I just need to use the covariant out generic type modifier again. I had a class with a generic type and wanted to add an out but VS told me that this is only possible on interfaces.

But why can I use the out modifier only on an interface?

I helped myself in creating an interface copy of my class but this seems a little bit strange to me to only have an interface so I can use this modifier.

Answer 1

It's extremely difficult to ensure that the class's definition is in fact covariant. It is much easier for the compiler to ensure that the interface is in fact covariant.

With a class, simply having a field that uses the generic type instantly forces the generic argument to be invariant, because as far as the compiler can tell, the value can be both read and modified. While it might be possible for classes to support variance, in practice the constraints that it would need to apply for developers to actually use it would be prohibitively difficult, much more so than simply creating a wrapping interface.
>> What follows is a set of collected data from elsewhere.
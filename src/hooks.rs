//! Per-fiber, call-order-indexed state and effect slots.
//!
//! A component must call the same hooks in the same order on every render. Hooks are matched to their previous
//! generation purely by position, so conditional or reordered hook calls are undefined behaviour: the engine
//! detects a kind mismatch at a position, logs a warning and treats the slot as fresh, but makes no other attempt
//! at recovery.

use core::{
	any::{type_name, Any},
	cell::{Cell, RefCell},
	fmt::{self, Debug, Formatter},
	marker::PhantomData,
};
use std::rc::Rc;
use tracing::{trace, warn};

/// The renderer's "please re-render from the committed root" flag, shared with every [`Setter`].
#[derive(Clone, Debug, Default)]
pub(crate) struct Invalidation(Rc<Cell<bool>>);
impl Invalidation {
	pub(crate) fn raise(&self) {
		self.0.set(true)
	}

	pub(crate) fn is_raised(&self) -> bool {
		self.0.get()
	}

	pub(crate) fn take(&self) -> bool {
		self.0.replace(false)
	}
}

enum Action<T> {
	Replace(T),
	Update(Box<dyn Fn(&T) -> T>),
}

/// The pending-action queue of one state slot, shared by all generations of that slot.
#[derive(Default)]
pub(crate) struct StateCell {
	queue: RefCell<Vec<Rc<dyn Any>>>,
}

pub struct StateHook {
	value: Rc<dyn Any>,
	cell: Rc<StateCell>,
	/// How many queued actions `value` already includes.
	consumed: usize,
}
impl StateHook {
	/// Drops the actions this generation applied. Called once the generation is committed.
	pub(crate) fn commit(&mut self) {
		let mut queue = self.cell.queue.borrow_mut();
		let consumed = self.consumed.min(queue.len());
		queue.drain(..consumed);
		self.consumed = 0;
	}
}

/// A cleanup returned by an effect.
pub struct Cleanup(Box<dyn FnOnce()>);
impl Cleanup {
	pub fn new(cleanup: impl 'static + FnOnce()) -> Self {
		Self(Box::new(cleanup))
	}

	pub(crate) fn run(self) {
		(self.0)()
	}
}
impl Debug for Cleanup {
	fn fmt(&self, f: &mut Formatter<'_>) -> fmt::Result {
		f.write_str("Cleanup")
	}
}

pub(crate) type EffectFn = Box<dyn FnOnce() -> Option<Cleanup>>;

/// The last run's cleanup of one effect slot, shared by all generations of that slot.
pub(crate) type CleanupCell = Rc<RefCell<Option<Cleanup>>>;

pub struct EffectHook {
	/// Present iff the effect has to run when this generation is committed, after the previous cleanup.
	effect: Option<EffectFn>,
	cleanup: CleanupCell,
	deps: Option<Vec<Dep>>,
}
impl EffectHook {
	pub(crate) fn is_pending(&self) -> bool {
		self.effect.is_some()
	}

	pub(crate) fn take_effect(&mut self) -> Option<(EffectFn, CleanupCell)> {
		let effect = self.effect.take()?;
		Some((effect, Rc::clone(&self.cleanup)))
	}

	pub(crate) fn take_cleanup(&self) -> Option<Cleanup> {
		self.cleanup.borrow_mut().take()
	}
}

/// One slot of a fiber's hook list.
pub enum Hook {
	State(StateHook),
	Effect(EffectHook),
}
impl Hook {
	/// This generation's state value, if this is a state hook of type `T`.
	#[must_use]
	pub fn state<T: Any>(&self) -> Option<&T> {
		match self {
			Hook::State(state) => state.value.downcast_ref(),
			Hook::Effect(_) => None,
		}
	}

	/// The number of state actions enqueued but not yet committed.
	#[must_use]
	pub fn pending_actions(&self) -> usize {
		match self {
			Hook::State(state) => state.cell.queue.borrow().len(),
			Hook::Effect(_) => 0,
		}
	}

	/// Whether this is an effect hook that will run on commit.
	#[must_use]
	pub fn effect_pending(&self) -> bool {
		matches!(self, Hook::Effect(effect) if effect.is_pending())
	}
}
impl Debug for Hook {
	fn fmt(&self, f: &mut Formatter<'_>) -> fmt::Result {
		match self {
			Hook::State(state) => f.debug_struct("State").field("consumed", &state.consumed).finish_non_exhaustive(),
			Hook::Effect(effect) => f
				.debug_struct("Effect")
				.field("pending", &effect.is_pending())
				.field("deps", &effect.deps)
				.finish_non_exhaustive(),
		}
	}
}

trait DepValue: Debug {
	fn as_any(&self) -> &dyn Any;
	fn eq_dep(&self, other: &dyn DepValue) -> bool;
}
impl<T: 'static + PartialEq + Debug> DepValue for T {
	fn as_any(&self) -> &dyn Any {
		self
	}

	fn eq_dep(&self, other: &dyn DepValue) -> bool {
		other.as_any().downcast_ref::<T>().map_or(false, |other| self == other)
	}
}

/// One entry of an effect's dependency sequence. Entries of different types never compare equal.
pub struct Dep(Box<dyn DepValue>);
impl Dep {
	pub fn new<T: 'static + PartialEq + Debug>(value: T) -> Self {
		Self(Box::new(value))
	}
}
impl PartialEq for Dep {
	fn eq(&self, other: &Self) -> bool {
		self.0.eq_dep(&*other.0)
	}
}
impl Debug for Dep {
	fn fmt(&self, f: &mut Formatter<'_>) -> fmt::Result {
		self.0.fmt(f)
	}
}

/// Builds an effect dependency sequence: `deps![]` runs once, `deps![a, b]` reruns when `a` or `b` change.
#[macro_export]
macro_rules! deps {
	() => {
		::core::option::Option::Some(::std::vec::Vec::<$crate::Dep>::new())
	};
	($($dep:expr),+ $(,)?) => {
		::core::option::Option::Some(::std::vec![$($crate::Dep::new($dep)),+])
	};
}

fn deps_changed(previous: Option<&[Dep]>, next: Option<&[Dep]>) -> bool {
	match (previous, next) {
		(Some(previous), Some(next)) => previous.len() != next.len() || previous.iter().zip(next).any(|(a, b)| a != b),
		_ => true,
	}
}

/// Enqueues actions on one state slot and schedules a re-render from the committed root.
pub struct Setter<T> {
	cell: Rc<StateCell>,
	invalidation: Invalidation,
	_phantom: PhantomData<fn(T)>,
}
impl<T> Clone for Setter<T> {
	fn clone(&self) -> Self {
		Self {
			cell: Rc::clone(&self.cell),
			invalidation: self.invalidation.clone(),
			_phantom: PhantomData,
		}
	}
}
impl<T> Debug for Setter<T> {
	fn fmt(&self, f: &mut Formatter<'_>) -> fmt::Result {
		write!(f, "Setter<{}>", type_name::<T>())
	}
}
impl<T: 'static> Setter<T> {
	/// Replaces the state with `value`.
	pub fn set(&self, value: T) {
		self.enqueue(Action::Replace(value))
	}

	/// Replaces the state with `update(&previous)`, where `previous` includes all earlier queued actions.
	pub fn update(&self, update: impl 'static + Fn(&T) -> T) {
		self.enqueue(Action::Update(Box::new(update)))
	}

	fn enqueue(&self, action: Action<T>) {
		self.cell.queue.borrow_mut().push(Rc::new(action));
		trace!(pending = self.cell.queue.borrow().len(), "Enqueued state action.");
		self.invalidation.raise()
	}
}

/// The hook context of one component invocation.
///
/// Created fresh for every invocation, so the hook index starts at zero each time.
pub struct Hooks<'a> {
	previous: &'a [Hook],
	hooks: Vec<Hook>,
	invalidation: &'a Invalidation,
}
impl<'a> Hooks<'a> {
	pub(crate) fn new(previous: &'a [Hook], invalidation: &'a Invalidation) -> Self {
		Self {
			previous,
			hooks: Vec::with_capacity(previous.len()),
			invalidation,
		}
	}

	pub(crate) fn finish(self) -> Vec<Hook> {
		if !self.previous.is_empty() && self.previous.len() != self.hooks.len() {
			warn!(previous = self.previous.len(), current = self.hooks.len(), "Hook count changed between renders.");
		}
		self.hooks
	}

	/// The position of the next hook call.
	#[must_use]
	pub fn index(&self) -> usize {
		self.hooks.len()
	}

	fn previous_hook(&self) -> Option<&'a Hook> {
		self.previous.get(self.hooks.len())
	}

	/// Returns this slot's current state and its [`Setter`].
	///
	/// The first render yields `initial`. Later renders start from the previous generation's state and apply every
	/// action enqueued since, in order.
	pub fn use_state<T: 'static + Clone>(&mut self, initial: T) -> (T, Setter<T>) {
		let index = self.index();
		let (mut value, cell) = match self.previous_hook() {
			None => (initial, Rc::default()),
			Some(Hook::State(previous)) => match previous.value.downcast_ref::<T>() {
				Some(value) => (value.clone(), Rc::clone(&previous.cell)),
				None => {
					warn!(index, expected = type_name::<T>(), "State hook type changed between renders. Starting over.");
					(initial, Rc::default())
				}
			},
			Some(Hook::Effect(_)) => {
				warn!(index, "Expected an effect hook but `use_state` was called. Starting over.");
				(initial, Rc::default())
			}
		};

		let consumed = {
			let queue = cell.queue.borrow();
			for action in queue.iter() {
				match action.downcast_ref::<Action<T>>() {
					Some(Action::Replace(next)) => value = next.clone(),
					Some(Action::Update(update)) => value = update(&value),
					None => warn!(index, "Skipping state action of foreign type."),
				}
			}
			queue.len()
		};
		trace!(index, consumed, "State hook.");

		self.hooks.push(Hook::State(StateHook {
			value: Rc::new(value.clone()),
			cell: Rc::clone(&cell),
			consumed,
		}));
		(
			value,
			Setter {
				cell,
				invalidation: self.invalidation.clone(),
				_phantom: PhantomData,
			},
		)
	}

	/// Schedules `effect` to run on commit if `deps` changed since the previous render.
	///
	/// Without `deps` (`None`) the effect runs after every render. With `deps![]` it runs once. Before a rerun, the
	/// [`Cleanup`] returned by the previous run is invoked. Cleanups also run when the fiber is deleted.
	pub fn use_effect(&mut self, deps: Option<Vec<Dep>>, effect: impl 'static + FnOnce() -> Option<Cleanup>) {
		let index = self.index();
		let previous = match self.previous_hook() {
			None => None,
			Some(Hook::Effect(previous)) => Some(previous),
			Some(Hook::State(_)) => {
				warn!(index, "Expected a state hook but `use_effect` was called. Starting over.");
				None
			}
		};

		let changed = previous.map_or(true, |previous| deps_changed(previous.deps.as_deref(), deps.as_deref()));
		trace!(index, changed, "Effect hook.");

		self.hooks.push(Hook::Effect(EffectHook {
			effect: changed.then(|| Box::new(effect) as EffectFn),
			cleanup: previous.map_or_else(Rc::default, |previous| Rc::clone(&previous.cleanup)),
			deps,
		}));
	}
}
Let's consider a simple example:

public interface IWrapper<out T>
{
    T Value { get; }
}
public class Wrapper<T> : IWrapper<T>
{
    public Wrapper(T value)
    {
        Value = value;
    }
    public T Value { get; private set; }
}

The class shown above is not covariant with respect to T (until you cast it to the interface). It accepts an input value of type T (through the constructor). The interface is able to be covariant only because the constructor is not exposed through the interface.